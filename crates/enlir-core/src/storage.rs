//! Flat-file snapshot store for transform and merge results
//!
//! Snapshots are pretty JSON files named with a UTC timestamp, so the
//! lexicographically greatest file name is always the newest snapshot.

use crate::error::{Error, Result};
use crate::model::{MergeResultsContainer, TransformResultsContainer};
use chrono::Utc;
use serde::de::DeserializeOwned;
use serde::Serialize;
use std::fs;
use std::path::{Path, PathBuf};
use walkdir::WalkDir;

const TRANSFORM_DIR: &str = "transform";
const TRANSFORM_PREFIX: &str = "transform_results_";
const MERGE_DIR: &str = "merge";
const MERGE_PREFIX: &str = "merge_results_";

/// Where transform output is kept between stages
pub trait TransformStorage {
    /// Write a new snapshot and return its path
    fn store_transform_results(&self, results: &TransformResultsContainer) -> Result<PathBuf>;

    fn retrieve_latest_transform_results(&self) -> Result<TransformResultsContainer>;

    fn retrieve_transform_results(&self, path: &Path) -> Result<TransformResultsContainer>;
}

/// Where merge output is published for the query layer
pub trait MergeStorage {
    /// Write a new snapshot and return its path
    fn store_merge_results(&self, results: &MergeResultsContainer) -> Result<PathBuf>;

    fn retrieve_latest_merge_results(&self) -> Result<MergeResultsContainer>;
}

impl<T: TransformStorage + ?Sized> TransformStorage for &T {
    fn store_transform_results(&self, results: &TransformResultsContainer) -> Result<PathBuf> {
        (**self).store_transform_results(results)
    }

    fn retrieve_latest_transform_results(&self) -> Result<TransformResultsContainer> {
        (**self).retrieve_latest_transform_results()
    }

    fn retrieve_transform_results(&self, path: &Path) -> Result<TransformResultsContainer> {
        (**self).retrieve_transform_results(path)
    }
}

impl<T: MergeStorage + ?Sized> MergeStorage for &T {
    fn store_merge_results(&self, results: &MergeResultsContainer) -> Result<PathBuf> {
        (**self).store_merge_results(results)
    }

    fn retrieve_latest_merge_results(&self) -> Result<MergeResultsContainer> {
        (**self).retrieve_latest_merge_results()
    }
}

/// Snapshot directory: `<root>/transform/` and `<root>/merge/`
#[derive(Debug, Clone)]
pub struct SnapshotStore {
    root: PathBuf,
}

impl SnapshotStore {
    pub fn new<P: AsRef<Path>>(root: P) -> Self {
        Self {
            root: root.as_ref().to_path_buf(),
        }
    }

    pub fn root(&self) -> &Path {
        &self.root
    }

    /// Path of the newest transform snapshot
    pub fn latest_transform_path(&self) -> Result<PathBuf> {
        self.latest(TRANSFORM_DIR, TRANSFORM_PREFIX, "transform")
    }

    /// Path of the newest merge snapshot
    pub fn latest_merge_path(&self) -> Result<PathBuf> {
        self.latest(MERGE_DIR, MERGE_PREFIX, "merge")
    }

    fn latest(&self, subdir: &str, prefix: &str, kind: &'static str) -> Result<PathBuf> {
        let dir = self.root.join(subdir);
        let not_found = || Error::SnapshotNotFound {
            kind,
            dir: dir.clone(),
        };
        if !dir.is_dir() {
            return Err(not_found());
        }

        let mut latest: Option<PathBuf> = None;
        for entry in WalkDir::new(&dir).min_depth(1).max_depth(1) {
            let entry = entry?;
            let is_snapshot = entry
                .file_name()
                .to_str()
                .is_some_and(|name| name.starts_with(prefix) && name.ends_with(".json"));
            if !is_snapshot {
                continue;
            }
            if latest.as_ref().map_or(true, |current| {
                current.file_name() < Some(entry.file_name())
            }) {
                latest = Some(entry.into_path());
            }
        }

        latest.ok_or_else(not_found)
    }

    fn write<T: Serialize>(&self, subdir: &str, prefix: &str, value: &T) -> Result<PathBuf> {
        let dir = self.root.join(subdir);
        fs::create_dir_all(&dir)?;

        let timestamp = Utc::now().format("%Y%m%dT%H%M%S_%9f");
        let path = dir.join(format!("{}{}.json", prefix, timestamp));
        let content = serde_json::to_string_pretty(value)?;
        fs::write(&path, content)?;

        tracing::info!(path = %path.display(), "stored snapshot");
        Ok(path)
    }
}

fn read_json<T: DeserializeOwned>(path: &Path) -> Result<T> {
    let content = fs::read_to_string(path).map_err(|e| Error::FileRead {
        path: path.to_path_buf(),
        source: e,
    })?;
    tracing::info!(path = %path.display(), "read snapshot");
    serde_json::from_str(&content).map_err(Error::Json)
}

impl TransformStorage for SnapshotStore {
    fn store_transform_results(&self, results: &TransformResultsContainer) -> Result<PathBuf> {
        self.write(TRANSFORM_DIR, TRANSFORM_PREFIX, results)
    }

    fn retrieve_latest_transform_results(&self) -> Result<TransformResultsContainer> {
        read_json(&self.latest_transform_path()?)
    }

    fn retrieve_transform_results(&self, path: &Path) -> Result<TransformResultsContainer> {
        read_json(path)
    }
}

impl MergeStorage for SnapshotStore {
    fn store_merge_results(&self, results: &MergeResultsContainer) -> Result<PathBuf> {
        self.write(MERGE_DIR, MERGE_PREFIX, results)
    }

    fn retrieve_latest_merge_results(&self) -> Result<MergeResultsContainer> {
        read_json(&self.latest_merge_path()?)
    }
}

**Prompt**
Quote, with nothing altered, all lines from the start of the entries to the line that carries "const TRANSFORM_DIR: &str", inclusive.

**Solution for this task**
filename crates/enlir-core/src/storage.rs
//! Flat-file snapshot store for transform and merge results
//!
//! Snapshots are pretty JSON files named with a UTC timestamp, so the
//! lexicographically greatest file name is always the newest snapshot.

use crate::error::{Error, Result};
use crate::model::{MergeResultsContainer, TransformResultsContainer};
use chrono::Utc;
use serde::de::DeserializeOwned;
use serde::Serialize;
use std::fs;
use std::path::{Path, PathBuf};
use walkdir::WalkDir;

const TRANSFORM_DIR: &str = "transform";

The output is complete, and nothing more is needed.